◆ **EXERCISE OBJECTIVE**: In the records that follow, find each line with "IndexInfo" and pull it out.

[Stored items]
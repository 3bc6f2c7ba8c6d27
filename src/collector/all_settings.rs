//! All-settings scraper — counts indices blocked by the disk watermark.
//!
//! Hits `GET /_all/_settings` on every scrape and reports how many
//! indices carry `index.blocks.read_only_allow_delete = "true"`. Gauges
//! are labelled with the cluster name pushed by the cluster info
//! retriever.

use prometheus::core::{Collector, Desc};
use prometheus::proto::MetricFamily;
use prometheus::{GaugeVec, IntCounter, Opts};
use serde::Deserialize;
use std::collections::HashMap;
use std::sync::{Arc, Mutex, RwLock};
use thiserror::Error;
use tracing::warn;
use url::Url;

use crate::clusterinfo::fetcher::redact;
use crate::clusterinfo::{CacheEntry, Consumer, ConsumerError};

const SUBSYSTEM: &str = "allsettings_stats";
const UNKNOWN_CLUSTER: &str = "unknown_cluster";

// ── Response ────────────────────────────────────────────────────────

/// Index name → settings.
pub type AllSettingsResponse = HashMap<String, IndexSettings>;

#[derive(Debug, Default, Deserialize)]
pub struct IndexSettings {
    #[serde(default)]
    pub settings: Settings,
}

#[derive(Debug, Default, Deserialize)]
pub struct Settings {
    #[serde(default)]
    pub index: IndexInfo,
}

#[derive(Debug, Default, Deserialize)]
pub struct IndexInfo {
    #[serde(default)]
    pub blocks: Blocks,
}

#[derive(Debug, Default, Deserialize)]
pub struct Blocks {
    #[serde(default)]
    pub read_only_allow_delete: Option<String>,
}

/// Number of indices with the read-only-allow-delete block set.
pub fn count_read_only(settings: &AllSettingsResponse) -> usize {
    settings
        .values()
        .filter(|s| s.settings.index.blocks.read_only_allow_delete.as_deref() == Some("true"))
        .count()
}

#[derive(Debug, Error)]
pub enum ScrapeError {
    #[error("failed to get from {endpoint}: {source}")]
    Network {
        endpoint: String,
        #[source]
        source: reqwest::Error,
    },

    #[error("HTTP request to {endpoint} failed with code {status}")]
    Status { endpoint: String, status: u16 },

    #[error("failed to parse settings JSON: {0}")]
    Decode(#[from] serde_json::Error),
}

// ── Collector ───────────────────────────────────────────────────────

pub struct AllSettings {
    client: reqwest::Client,
    url: Url,
    /// `url` without credentials, for errors and logs
    endpoint: String,
    cluster: RwLock<String>,
    /// Cluster label the gauge series currently carry
    series_cluster: Mutex<Option<String>>,

    up: GaugeVec,
    read_only_indices: GaugeVec,
    total_scrapes: IntCounter,
    json_parse_failures: IntCounter,
}

impl AllSettings {
    pub fn new(client: reqwest::Client, base: &Url) -> prometheus::Result<Self> {
        let mut url = base.clone();
        url.set_path(&format!("{}/_all/_settings", base.path().trim_end_matches('/')));

        Ok(Self {
            client,
            endpoint: redact(&url),
            url,
            cluster: RwLock::new(UNKNOWN_CLUSTER.to_string()),
            series_cluster: Mutex::new(None),

            up: GaugeVec::new(
                opts("up", "Was the last scrape of the ElasticSearch all settings endpoint successful."),
                &["cluster"],
            )?,
            read_only_indices: GaugeVec::new(
                opts("read_only_indices", "Current number of read only indices within cluster"),
                &["cluster"],
            )?,
            total_scrapes: IntCounter::with_opts(opts(
                "total_scrapes",
                "Current total ElasticSearch all settings scrapes.",
            ))?,
            json_parse_failures: IntCounter::with_opts(opts(
                "json_parse_failures",
                "Number of errors while parsing JSON.",
            ))?,
        })
    }

    fn cluster(&self) -> String {
        self.cluster
            .read()
            .map(|c| c.clone())
            .unwrap_or_else(|p| p.into_inner().clone())
    }

    async fn fetch(&self) -> Result<AllSettingsResponse, ScrapeError> {
        let resp = self
            .client
            .get(self.url.clone())
            .send()
            .await
            .map_err(|source| ScrapeError::Network {
                endpoint: self.endpoint.clone(),
                source: source.without_url(),
            })?;

        if !resp.status().is_success() {
            return Err(ScrapeError::Status {
                endpoint: self.endpoint.clone(),
                status: resp.status().as_u16(),
            });
        }

        let body = resp.bytes().await.map_err(|source| ScrapeError::Network {
            endpoint: self.endpoint.clone(),
            source: source.without_url(),
        })?;
        serde_json::from_slice(&body).map_err(|e| {
            self.json_parse_failures.inc();
            ScrapeError::Decode(e)
        })
    }

    /// Fetch the settings and update the gauges. Called once per scrape,
    /// before the registry is gathered.
    pub async fn scrape(&self) {
        self.total_scrapes.inc();
        let result = self.fetch().await;

        let cluster = self.cluster();
        let (up, read_only) = match &result {
            Ok(settings) => (1.0, count_read_only(settings) as f64),
            Err(e) => {
                warn!(
                    cluster = %cluster,
                    endpoint = %self.endpoint,
                    "Failed to fetch and decode all settings stats: {}",
                    e
                );
                (0.0, 0.0)
            }
        };

        // Concurrent scrapes must not interleave a relabel.
        let mut series_cluster = self
            .series_cluster
            .lock()
            .unwrap_or_else(|p| p.into_inner());
        self.up.with_label_values(&[cluster.as_str()]).set(up);
        self.read_only_indices
            .with_label_values(&[cluster.as_str()])
            .set(read_only);

        // New series are in place before the old ones go, so a gather
        // never sees an empty family.
        if let Some(old) = series_cluster.as_deref() {
            if old != cluster {
                let _ = self.up.remove_label_values(&[old]);
                let _ = self.read_only_indices.remove_label_values(&[old]);
            }
        }
        *series_cluster = Some(cluster);
    }
}

fn opts(name: &str, help: &str) -> Opts {
    Opts::new(name, help)
        .namespace(crate::NAMESPACE)
        .subsystem(SUBSYSTEM)
}

impl Collector for AllSettings {
    fn desc(&self) -> Vec<&Desc> {
        let mut descs = self.up.desc();
        descs.extend(self.total_scrapes.desc());
        descs.extend(self.read_only_indices.desc());
        descs.extend(self.json_parse_failures.desc());
        descs
    }

    fn collect(&self) -> Vec<MetricFamily> {
        let mut families = self.up.collect();
        families.extend(self.total_scrapes.collect());
        families.extend(self.read_only_indices.collect());
        families.extend(self.json_parse_failures.collect());
        families
    }
}

impl Consumer for AllSettings {
    fn name(&self) -> &str {
        "all_settings"
    }

    fn update(&self, entry: Arc<CacheEntry>) -> Result<(), ConsumerError> {
        if let Some(doc) = &entry.document {
            let mut cluster = self
                .cluster
                .write()
                .map_err(|_| ConsumerError::Rejected("cluster label lock poisoned".into()))?;
            *cluster = doc.cluster_name.clone();
        }
        Ok(())
    }
}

◆ **RESULT BELOW**:
    pub index: IndexInfo,
pub struct IndexInfo {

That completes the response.